Al otro lado de esta novela, el “biempensante” somete a una migrante centroamericana como su esclava sexual. Con ello reproduce a nivel doméstico la violencia que ejercen los mexicanos sobre los centroamericanos migrantes: la deja limpiar su casa, le permite ver la televisión y comer lo que hay en el refri, pero la tiene encerrada bajo llave (no le vaya a robar nada), así como sus pertenencias más valiosas, y la asalta sexualmente con una regularidad que ella resiste pasivamente. En gran medida, los mexicanos replicamos con los centroamericanos, durante su tránsito hacia el país vecino, la discriminación que los estadounidenses ejercen sobre los latinoamericanos en su territorio. Como en el estudio de Stephen, la frontera está interiorizada en los migrantes ilegales, aquellos a los que no se les permite la movilidad y aun así insisten en buscarla.

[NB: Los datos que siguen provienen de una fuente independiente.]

use super::sealed::Unmap;
use super::{mapped_ptr, validate, GraphicsData, MapState, MappedRange};
use crate::api::types::*;
use crate::api::{self as gl, GlApi};
use crate::types;
use octoon_hal::{DataDesc, Error, Result};
use std::fmt;
use std::rc::Rc;

/// Buffer edited through `GL_COPY_WRITE_BUFFER`.
///
/// The binding target of the data type is only used by the draw context. Editing through it would
/// replace the index buffer of the bound vertex array behind the context's back.
pub struct Gl33Data {
    gl: Rc<dyn GlApi>,
    desc: DataDesc,
    buffer: GLuint,
    target: GLenum,
    access: GLbitfield,
    mapped: MapState,
}

impl fmt::Debug for Gl33Data {
    fn fmt(&self, f: &mut fmt::Formatter) -> fmt::Result {
        f.debug_struct("Gl33Data")
            .field("buffer", &self.buffer)
            .field("target", &self.target)
            .field("size", &self.desc.stream_size)
            .finish()
    }
}

impl Gl33Data {
    pub fn new(gl: Rc<dyn GlApi>, desc: DataDesc) -> Result<Gl33Data> {
        let target = validate(&desc)?;

        let buffer = gl.gen_buffer();
        if buffer == 0 {
            error!("glGenBuffers returned no name");
            return Err(Error::NativeAllocation("buffer"));
        }

        gl.bind_buffer(gl::COPY_WRITE_BUFFER, buffer);
        gl.buffer_data(
            gl::COPY_WRITE_BUFFER,
            desc.stream_size,
            desc.stream.as_ref().map(|s| &s[..]),
            types::as_buffer_usage(desc.usage),
        );

        trace!("buffer {} ({:?}, {} bytes)", buffer, desc.ty, desc.stream_size);

        Ok(Gl33Data {
            access: types::as_buffer_access(desc.usage, false),
            gl,
            desc,
            buffer,
            target,
            mapped: MapState::default(),
        })
    }
}

impl GraphicsData for Gl33Data {
    fn desc(&self) -> &DataDesc {
        &self.desc
    }

    fn instance_id(&self) -> GLuint {
        self.buffer
    }

    fn target(&self) -> GLenum {
        self.target
    }

    fn map(&self, offset: usize, count: usize) -> Result<MappedRange> {
        self.mapped.begin(self.desc.stream_size, offset, count, self.access)?;
        self.gl.bind_buffer(gl::COPY_WRITE_BUFFER, self.buffer);
        let ptr = self
            .gl
            .map_buffer_range(gl::COPY_WRITE_BUFFER, offset, count, self.access);
        let ptr = mapped_ptr(ptr, "buffer")?;
        self.mapped.set(offset, count);
        let writable = self.access & gl::MAP_WRITE_BIT != 0;
        Ok(MappedRange::new(self, ptr, count, writable))
    }

    fn is_mapped(&self) -> bool {
        self.mapped.is_mapped()
    }

    fn read(&self, offset: usize, out: &mut [u8]) -> Result<()> {
        if self.is_mapped() {
            return Err(Error::InvalidState("buffer is mapped"));
        }
        if offset.checked_add(out.len()).map_or(true, |end| end > self.desc.stream_size) {
            return Err(Error::InvalidDescriptor("read range out of bounds"));
        }
        self.gl.bind_buffer(gl::COPY_WRITE_BUFFER, self.buffer);
        self.gl.get_buffer_sub_data(gl::COPY_WRITE_BUFFER, offset, out);
        Ok(())
    }
}

impl Unmap for Gl33Data {
    fn unmap_range(&self) -> Result<()> {
        let (_, count) = self.mapped.end()?;
        self.gl.bind_buffer(gl::COPY_WRITE_BUFFER, self.buffer);
        if self.access & gl::MAP_FLUSH_EXPLICIT_BIT != 0 {
            self.gl.flush_mapped_buffer_range(gl::COPY_WRITE_BUFFER, 0, count);
        }
        if !self.gl.unmap_buffer(gl::COPY_WRITE_BUFFER) {
            // contents were lost (display mode change and the like)
            warn!("buffer {} was corrupted while mapped", self.buffer);
        }
        Ok(())
    }
}

impl Drop for Gl33Data {
    fn drop(&mut self) {
        if self.mapped.is_mapped() {
            error!("buffer {} destroyed while mapped", self.buffer);
            debug_assert!(false, "buffer destroyed while mapped");
            self.gl.bind_buffer(gl::COPY_WRITE_BUFFER, self.buffer);
            self.gl.unmap_buffer(gl::COPY_WRITE_BUFFER);
        }
        self.gl.delete_buffer(self.buffer);
    }
}
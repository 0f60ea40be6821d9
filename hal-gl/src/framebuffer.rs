//! Framebuffer layouts and framebuffer objects.
use crate::api::types::*;
use crate::api::{self as gl, GlApi};
use crate::texture::{cube_face_target, GraphicsTexture};
use crate::types;
use octoon_hal::{AttachmentLayout, Error, Format, FramebufferLayoutDesc, Result, TextureDim};
use smallvec::SmallVec;
use std::fmt;
use std::rc::Rc;

/// Validated attachment layout shared by compatible framebuffers.
#[derive(Clone, Debug)]
pub struct GlFramebufferLayout {
    desc: FramebufferLayoutDesc,
}

impl GlFramebufferLayout {
    pub fn new(desc: FramebufferLayoutDesc) -> Result<GlFramebufferLayout> {
        let mut depth_stencil = 0;
        for (i, component) in desc.components.iter().enumerate() {
            if component.is_depth_or_stencil() {
                depth_stencil += 1;
                continue;
            }
            let duplicate = desc.components[..i]
                .iter()
                .any(|c| !c.is_depth_or_stencil() && c.slot == component.slot);
            if duplicate {
                error!("framebuffer layout uses color slot {} twice", component.slot);
                return Err(Error::InvalidDescriptor("duplicate color slot"));
            }
        }
        if depth_stencil > 1 {
            error!("framebuffer layout has {} depth/stencil attachments", depth_stencil);
            return Err(Error::InvalidDescriptor("more than one depth/stencil attachment"));
        }
        Ok(GlFramebufferLayout { desc })
    }

    pub fn desc(&self) -> &FramebufferLayoutDesc {
        &self.desc
    }

    /// Color attachments in declaration order.
    pub fn colors(&self) -> impl Iterator<Item = &AttachmentLayout> {
        self.desc.components.iter().filter(|c| !c.is_depth_or_stencil())
    }

    pub fn depth_stencil(&self) -> Option<&AttachmentLayout> {
        self.desc.components.iter().find(|c| c.is_depth_or_stencil())
    }
}

/// Attachment point of a depth and/or stencil format.
pub fn depth_stencil_attachment_point(format: Format) -> GLenum {
    if types::is_depth_stencil_format(format) {
        gl::DEPTH_STENCIL_ATTACHMENT
    } else if types::is_stencil_format(format) {
        gl::STENCIL_ATTACHMENT
    } else {
        gl::DEPTH_ATTACHMENT
    }
}

//--------------------------------------------------------------------------------------------------
/// A texture level (and layer or cube face) bound to an attachment.
#[derive(Clone)]
pub struct FramebufferAttachment {
    pub texture: Rc<dyn GraphicsTexture>,
    pub mip_level: u32,
    /// Array layer, depth slice or cube face (cube arrays: `6 * layer + face`).
    pub layer: u32,
}

impl fmt::Debug for FramebufferAttachment {
    fn fmt(&self, f: &mut fmt::Formatter) -> fmt::Result {
        f.debug_struct("FramebufferAttachment")
            .field("texture", &self.texture.instance_id())
            .field("mip_level", &self.mip_level)
            .field("layer", &self.layer)
            .finish()
    }
}

impl FramebufferAttachment {
    pub fn new(texture: Rc<dyn GraphicsTexture>) -> FramebufferAttachment {
        FramebufferAttachment {
            texture,
            mip_level: 0,
            layer: 0,
        }
    }

    fn layer_count(&self) -> u32 {
        let desc = self.texture.desc();
        match desc.dim {
            TextureDim::Cube => 6,
            TextureDim::CubeArray => 6 * desc.layer_nums,
            TextureDim::Texture3D => desc.depth,
            TextureDim::Texture2DArray | TextureDim::Texture2DArrayMultisample => desc.layer_nums,
            TextureDim::Texture2D | TextureDim::Texture2DMultisample => 1,
        }
    }

    fn is_layered(&self) -> bool {
        match self.texture.desc().dim {
            TextureDim::Texture2D | TextureDim::Texture2DMultisample => false,
            _ => true,
        }
    }

    fn validate(&self) -> Result<()> {
        let desc = self.texture.desc();
        if self.mip_level >= desc.mip_base + desc.mip_nums {
            error!("attachment level {} outside the texture's {} levels", self.mip_level, desc.mip_nums);
            return Err(Error::InvalidDescriptor("attachment level out of range"));
        }
        if self.layer >= self.layer_count() {
            error!("attachment layer {} outside the texture's {} layers", self.layer, self.layer_count());
            return Err(Error::InvalidDescriptor("attachment layer out of range"));
        }
        Ok(())
    }
}

#[derive(Clone, Debug)]
pub struct FramebufferDesc {
    pub width: u32,
    pub height: u32,
    pub layout: Rc<GlFramebufferLayout>,
    /// One per color attachment of the layout, in the same order.
    pub color_attachments: Vec<FramebufferAttachment>,
    pub depth_stencil_attachment: Option<FramebufferAttachment>,
}

/// Framebuffer object with attachments fixed at creation.
pub struct GlFramebuffer {
    gl: Rc<dyn GlApi>,
    desc: FramebufferDesc,
    framebuffer: GLuint,
    dsa: bool,
}

impl fmt::Debug for GlFramebuffer {
    fn fmt(&self, f: &mut fmt::Formatter) -> fmt::Result {
        f.debug_struct("GlFramebuffer")
            .field("framebuffer", &self.framebuffer)
            .field("width", &self.desc.width)
            .field("height", &self.desc.height)
            .field("colors", &self.desc.color_attachments.len())
            .finish()
    }
}

impl GlFramebuffer {
    /// Creates the framebuffer object. With `dsa` the named entry points are used and nothing
    /// is bound.
    pub fn new(gl: Rc<dyn GlApi>, desc: FramebufferDesc, dsa: bool) -> Result<GlFramebuffer> {
        let colors: Vec<AttachmentLayout> = desc.layout.colors().cloned().collect();
        if colors.len() != desc.color_attachments.len() {
            error!(
                "framebuffer has {} color attachments, its layout {}",
                desc.color_attachments.len(),
                colors.len()
            );
            return Err(Error::InvalidDescriptor("color attachments do not match the layout"));
        }
        let depth_layout = desc.layout.depth_stencil().cloned();
        if depth_layout.is_some() != desc.depth_stencil_attachment.is_some() {
            error!("framebuffer depth/stencil attachment does not match its layout");
            return Err(Error::InvalidDescriptor("depth/stencil attachment does not match the layout"));
        }
        if desc.width == 0 || desc.height == 0 {
            error!("framebuffer of size {}x{}", desc.width, desc.height);
            return Err(Error::InvalidDescriptor("framebuffer of size 0"));
        }
        for attachment in desc.color_attachments.iter().chain(desc.depth_stencil_attachment.iter()) {
            attachment.validate()?;
        }

        let framebuffer = if dsa {
            gl.create_framebuffer()
        } else {
            gl.gen_framebuffer()
        };
        if framebuffer == 0 {
            error!("no framebuffer name returned");
            return Err(Error::NativeAllocation("framebuffer"));
        }
        if !dsa {
            gl.bind_framebuffer(gl::FRAMEBUFFER, framebuffer);
        }

        let mut draw_buffers: SmallVec<[GLenum; 8]> = SmallVec::new();
        for (layout, attachment) in colors.iter().zip(desc.color_attachments.iter()) {
            let point = gl::COLOR_ATTACHMENT0 + layout.slot;
            attach(&*gl, framebuffer, dsa, point, attachment);
            draw_buffers.push(point);
        }
        if let (Some(layout), Some(attachment)) = (depth_layout, desc.depth_stencil_attachment.as_ref()) {
            attach(&*gl, framebuffer, dsa, depth_stencil_attachment_point(layout.format), attachment);
        }
        if draw_buffers.is_empty() {
            draw_buffers.push(gl::NONE);
        }

        let status = if dsa {
            gl.named_framebuffer_draw_buffers(framebuffer, &draw_buffers);
            gl.check_named_framebuffer_status(framebuffer, gl::FRAMEBUFFER)
        } else {
            gl.draw_buffers(&draw_buffers);
            let status = gl.check_framebuffer_status(gl::FRAMEBUFFER);
            gl.bind_framebuffer(gl::FRAMEBUFFER, 0);
            status
        };
        if status != gl::FRAMEBUFFER_COMPLETE {
            error!("framebuffer {} incomplete (status 0x{:X})", framebuffer, status);
            gl.delete_framebuffer(framebuffer);
            return Err(Error::IncompleteFramebuffer(status));
        }

        debug!(
            "framebuffer {} ({}x{}, {} color attachments)",
            framebuffer,
            desc.width,
            desc.height,
            desc.color_attachments.len()
        );
        Ok(GlFramebuffer {
            gl,
            desc,
            framebuffer,
            dsa,
        })
    }

    pub fn desc(&self) -> &FramebufferDesc {
        &self.desc
    }

    pub fn instance_id(&self) -> GLuint {
        self.framebuffer
    }

    pub fn is_dsa(&self) -> bool {
        self.dsa
    }

    pub fn width(&self) -> u32 {
        self.desc.width
    }

    pub fn height(&self) -> u32 {
        self.desc.height
    }

    pub fn layout(&self) -> &Rc<GlFramebufferLayout> {
        &self.desc.layout
    }

    /// Native color attachment points in attachment order.
    pub fn color_points(&self) -> Vec<GLenum> {
        self.desc
            .layout
            .colors()
            .map(|c| gl::COLOR_ATTACHMENT0 + c.slot)
            .collect()
    }

    pub fn depth_stencil_format(&self) -> Option<Format> {
        self.desc.layout.depth_stencil().map(|c| c.format)
    }
}

fn attach(gl: &dyn GlApi, framebuffer: GLuint, dsa: bool, point: GLenum, attachment: &FramebufferAttachment) {
    let texture = &attachment.texture;
    let id = texture.instance_id();
    let level = attachment.mip_level as i32;
    let layer = attachment.layer as i32;
    let cube = texture.desc().dim == TextureDim::Cube;

    match (dsa, attachment.is_layered()) {
        (true, true) => gl.named_framebuffer_texture_layer(framebuffer, point, id, level, layer),
        (true, false) => gl.named_framebuffer_texture(framebuffer, point, id, level),
        (false, true) if cube => gl.framebuffer_texture_2d(
            gl::FRAMEBUFFER,
            point,
            cube_face_target(attachment.layer),
            id,
            level,
        ),
        (false, true) => gl.framebuffer_texture_layer(gl::FRAMEBUFFER, point, id, level, layer),
        (false, false) => gl.framebuffer_texture_2d(gl::FRAMEBUFFER, point, texture.target(), id, level),
    }
}

impl Drop for GlFramebuffer {
    fn drop(&mut self) {
        self.gl.delete_framebuffer(self.framebuffer);
    }
}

Los comunes denominadores que presentan casi todas las obras aquí analizadas (el retén como factor exponencial del aislamiento al interior de las ciudades, el recrudecimiento de la “guerra contra el narco”, el rol del Estado en el autoconfinamiento de la sociedad en general) ofrecen un pronóstico pesimista en el que cada vez se atomizará más a la sociedad sin importar el nivel económico o la condición social. Una distopía que no comenzó hace poco. Es una de esas épocas en que la realidad no sólo sobrepasa, sino atropella y acribilla a la ficción.